An important private member’s bill introduced by New Democrat MP Libby Davies — the Secure, Adequate, Accessible and Affordable Housing Act — is at second reading in the House of Commons.
Bill C-304 positions housing as a human right and it would oblige the government to create a national strategy around housing, in consultation with provincial and municipal partners.
“We’re the only industrialized country now that doesn’t have a national housing plan,” Davies says. “Housing has been a particular growing crisis in Vancouver, not only affecting people who are homeless, but now it’s also affecting tenants. In the West End where rents have been going up, people are being evicted, partly because of the Olympics, but also the developers don’t want to build affordable housing — there’s no money in it for them.”
In Ottawa, more than 7,000 people used emergency shelters in 2008. Meanwhile, there are more than 9,000 families on waiting lists for low-income families.
If Davies can win the support of the Liberals and the Bloc Québécois, she may be able to get the bill past third reading an into the Senate. If the bill becomes law, it will be one of a small handful of private member’s bills that become law.
It’s an uphill battle at the best of times. But there are fears that given the government record, it may all be for naught.
Earlier this year in an interview with Capital Xtra, Liberal MP Carolyn Bennett described Prime Minister Stephen Harper’s attitude.
“He seems to think things that were passed in the House of Commons are a suggestion.”
With increasing frequency, the Harper government is ignoring laws it opposed in the minority Parliament, forcing Canadians to take the government to court in order to ensure compliance.
The Kyoto Protocol Implementation Act, introduced and passed in the last Parliament, is just such a bill.

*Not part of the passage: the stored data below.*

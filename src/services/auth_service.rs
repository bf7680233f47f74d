// src/services/auth_service.rs
use crate::{
    error::{AppError, AppResult},
    models::user::Profile,
    services::user_service,
};
use sqlx::{SqliteConnection, SqlitePool};
use uuid::Uuid;

/// Tamanho mínimo da senha aceite no cadastro.
pub const MIN_PASSWORD_LEN: usize = 6;

#[cfg(not(test))]
const BCRYPT_COST: u32 = bcrypt::DEFAULT_COST;
// Custo mínimo nos testes; o custo real torna a suite lenta.
#[cfg(test)]
const BCRYPT_COST: u32 = 4;

/// Verifica se a senha fornecida corresponde ao hash guardado.
pub async fn verify_password(password: &str, stored_hash: &str) -> AppResult<bool> {
    let password = password.to_string();
    let stored_hash = stored_hash.to_string();
    tokio::task::spawn_blocking(move || {
        tracing::debug!("Verificando hash bcrypt...");
        bcrypt::verify(&password, &stored_hash)
    })
    .await
    .map_err(|e| {
        tracing::error!("Erro na task spawn_blocking (verify_password): {:?}", e);
        AppError::InternalServerError
    })?
    .map_err(|e| {
        tracing::error!("Erro bcrypt ao verificar senha: {:?}", e);
        AppError::PasswordHashingError
    })
}

/// Gera um hash bcrypt para uma senha.
pub async fn hash_password(password: &str) -> AppResult<String> {
    let password = password.to_string();
    tokio::task::spawn_blocking(move || {
        tracing::debug!("Gerando hash bcrypt...");
        bcrypt::hash(&password, BCRYPT_COST)
    })
    .await
    .map_err(|e| {
        tracing::error!("Erro na task spawn_blocking (hash_password): {:?}", e);
        AppError::InternalServerError
    })?
    .map_err(|e| {
        tracing::error!("Erro bcrypt ao gerar hash: {:?}", e);
        AppError::PasswordHashingError
    })
}

/// Normaliza e valida um endereço de e-mail (forma `local@dominio.tld`).
pub fn normalizar_email(raw: &str) -> AppResult<String> {
    let email = raw.trim().to_lowercase();
    let valido = match email.split_once('@') {
        Some((local, dominio)) => {
            !local.is_empty()
                && !dominio.contains('@')
                && dominio.contains('.')
                && !dominio.starts_with('.')
                && !dominio.ends_with('.')
                && !email.chars().any(char::is_whitespace)
        }
        None => false,
    };
    if valido {
        Ok(email)
    } else {
        Err(AppError::Auth(format!("Endereço de e-mail inválido: '{}'.", raw.trim())))
    }
}

pub fn validar_senha(password: &str) -> AppResult<()> {
    if password.chars().count() < MIN_PASSWORD_LEN {
        return Err(AppError::Auth(format!(
            "A senha deve ter pelo menos {} caracteres.",
            MIN_PASSWORD_LEN
        )));
    }
    Ok(())
}

/// Senha e confirmação têm de coincidir (erro de formulário, não de autenticação).
pub fn confirmar_senha(password: &str, confirmacao: &str) -> AppResult<()> {
    if password != confirmacao {
        return Err(AppError::Validation("As senhas não coincidem.".into()));
    }
    Ok(())
}

/// Cria a conta (linha em `profiles` só com credenciais). Devolve o novo ID.
/// Recebe o hash já calculado para não segurar a transação durante o bcrypt.
pub async fn create_account(
    conn: &mut SqliteConnection,
    email: &str,
    password_hash: &str,
) -> AppResult<String> {
    let email = normalizar_email(email)?;
    let user_id = Uuid::new_v4().to_string();
    tracing::info!("Criando conta para {}", email);

    let result = sqlx::query("INSERT INTO profiles (id, email, password_hash) VALUES (?1, ?2, ?3)")
        .bind(&user_id)
        .bind(&email)
        .bind(password_hash)
        .execute(&mut *conn)
        .await;

    if let Err(sqlx::Error::Database(db_err)) = &result {
        if db_err.is_unique_violation() {
            tracing::warn!("Falha ao criar conta: e-mail '{}' já registado.", email);
            return Err(AppError::Auth("Este e-mail já está registado.".into()));
        }
    }
    result?;

    tracing::info!("✅ Conta '{}' criada para {}", user_id, email);
    Ok(user_id)
}

/// Login por e-mail e senha. Não distingue e-mail inexistente de senha errada.
pub async fn sign_in(db_pool: &SqlitePool, email: &str, password: &str) -> AppResult<Profile> {
    let email = email.trim().to_lowercase();
    let Some(profile) = user_service::find_profile_by_email(db_pool, &email).await? else {
        tracing::warn!("Login: e-mail não encontrado: {}", email);
        return Err(AppError::InvalidCredentials);
    };

    if verify_password(password, &profile.password_hash).await? {
        tracing::info!("✅ Login bem-sucedido para: {}", profile.id);
        Ok(profile)
    } else {
        tracing::warn!("Login: senha incorreta para {}", email);
        Err(AppError::InvalidCredentials)
    }
}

Brought forward by Liberal MP Pablo Rodriguez, the point of the bill was to ensure that the government followed its international obligations with respect to the Kyoto Protocol on global climate change.
“When the Conservatives came in, it was clear that they were going to abandon Kyoto,” Rodriguez says. “They said they would, and they did.”

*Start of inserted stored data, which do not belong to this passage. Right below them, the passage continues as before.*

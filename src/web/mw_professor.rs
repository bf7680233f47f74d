// src/web/mw_professor.rs
use crate::{error::AppError, web::mw_auth::SessaoAtual};
use axum::{
    extract::{Extension, Request},
    middleware::Next,
    response::Response,
};

/// Só deixa passar quem é professor numa organização.
/// Deve ser executado *depois* do middleware `require_auth`.
pub async fn require_professor(
    Extension(sessao): Extension<SessaoAtual>,
    request: Request,
    next: Next,
) -> Result<Response, AppError> {
    if sessao.is_professor() {
        Ok(next.run(request).await)
    } else {
        tracing::warn!("Professor MW: Acesso negado para {} (papel {:?}).", sessao.user_id, sessao.papel);
        Err(AppError::Unauthorized)
    }
}
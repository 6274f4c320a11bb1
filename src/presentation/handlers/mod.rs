mod health;
mod models;
mod supported_languages;
mod transcribe;
mod transcribe_and_translate;
mod translate;

pub use health::health_handler;
pub use models::models_handler;
pub use supported_languages::supported_languages_handler;
pub use transcribe::transcribe_handler;
pub use transcribe_and_translate::transcribe_and_translate_handler;
pub use translate::translate_handler;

Rodriguez sought and obtained the support of both the Bloc and the NDP, and his bill slowly made its way through the House of Commons, while the government put up a fight — intending to stall or kill the bill.
“In one meeting, a Conservative MP who doesn’t even sit on the environment committee spoke for two hours,” Rodriguez recalls. “He insulted me for two hours, and when the time was up, the meeting was over, and he left — so they filibustered that. They tried all kinds of tricks, saying that the bill was not legitimate, and this and that. But the Speaker ruled that no, it’s fine, it’s perfect, it’s debatable, so the debate went on, and we had enough votes with the Liberals, the NDP and the Bloc to pass it.”

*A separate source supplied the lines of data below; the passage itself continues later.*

use std::net::SocketAddr;
use std::sync::Arc;

use tokio::net::TcpListener;

use tolkera::application::ports::GenerativeClient;
use tolkera::application::services::{EnhancementService, TranscriptionService, TranslationService};
use tolkera::infrastructure::audio::WhisperSpeechModel;
use tolkera::infrastructure::llm::OllamaClient;
use tolkera::infrastructure::observability::{TracingConfig, init_tracing};
use tolkera::presentation::{AppState, Settings, create_router};

#[tokio::main]
async fn main() -> anyhow::Result<()> {
    let settings = Settings::from_env().map_err(|e| anyhow::anyhow!(e))?;

    init_tracing(
        TracingConfig {
            environment: settings.environment.to_string(),
            json_format: std::env::var("LOG_FORMAT")
                .map(|v| v.to_lowercase() == "json")
                .unwrap_or(false),
        },
        settings.server.port,
    );

    // A failed model load leaves the service up in degraded mode; the
    // transcription endpoints answer 503 until the process is restarted.
    let transcription_service = match WhisperSpeechModel::load(&settings.whisper.model_id) {
        Ok(model) => Some(Arc::new(TranscriptionService::new(Arc::new(model)))),
        Err(e) => {
            tracing::error!(error = %e, "Whisper model failed to load, transcription disabled");
            None
        }
    };

    let generative_client = Arc::new(OllamaClient::new(
        &settings.ollama.base_url,
        settings.ollama.model.clone(),
    ));

    // One-shot availability probe; the result holds for the process
    // lifetime and a later outage only degrades individual calls.
    let generative_available = match generative_client.list_models().await {
        Ok(_) => {
            tracing::info!(base_url = %settings.ollama.base_url, "Ollama service is available");
            true
        }
        Err(e) => {
            tracing::error!(error = %e, base_url = %settings.ollama.base_url, "Could not connect to Ollama");
            false
        }
    };

    if generative_available {
        let client = Arc::clone(&generative_client);
        let model = settings.ollama.model.clone();
        tokio::spawn(async move {
            match client.pull_model(&model).await {
                Ok(()) => tracing::info!(model = %model, "Model pull initiated"),
                Err(e) => tracing::warn!(error = %e, model = %model, "Could not pull model"),
            }
        });
    }

    let state = AppState {
        transcription_service,
        enhancement_service: Arc::new(EnhancementService::new(
            Arc::clone(&generative_client),
            generative_available,
        )),
        translation_service: Arc::new(TranslationService::new(
            Arc::clone(&generative_client),
            generative_available,
        )),
        generative_client,
        generative_available,
    };

    let router = create_router(state);

    let addr: SocketAddr = format!("{}:{}", settings.server.host, settings.server.port).parse()?;
    tracing::info!("Listening on {}", addr);

    let listener = TcpListener::bind(addr).await?;
    axum::serve(listener, router).await?;

    Ok(())
}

Not that passage to the Senate changed the game either. For all the talk of Liberal domination in the Upper Chamber, it was still a battle to see the bill through.
People thought that because the Liberals had a majority, it would be easy, says Alberta Liberal Senator Grant Mitchell, with a snap of his fingers.
“While we could move closure — that is to say, force a vote, in the sense that we have a majority — we couldn’t actually make that motion stick,” he says.
The filibusters lasted until June, 2007. Then, two things happened. First, the Conservatives had a bill waiting for Senate approval — giving the Liberals leverage on the Kyoto bill. Second, an oppressive heatwave turned up the pressure on Senators to finish their spring session, rather than sit all summer as the Liberals had threatened.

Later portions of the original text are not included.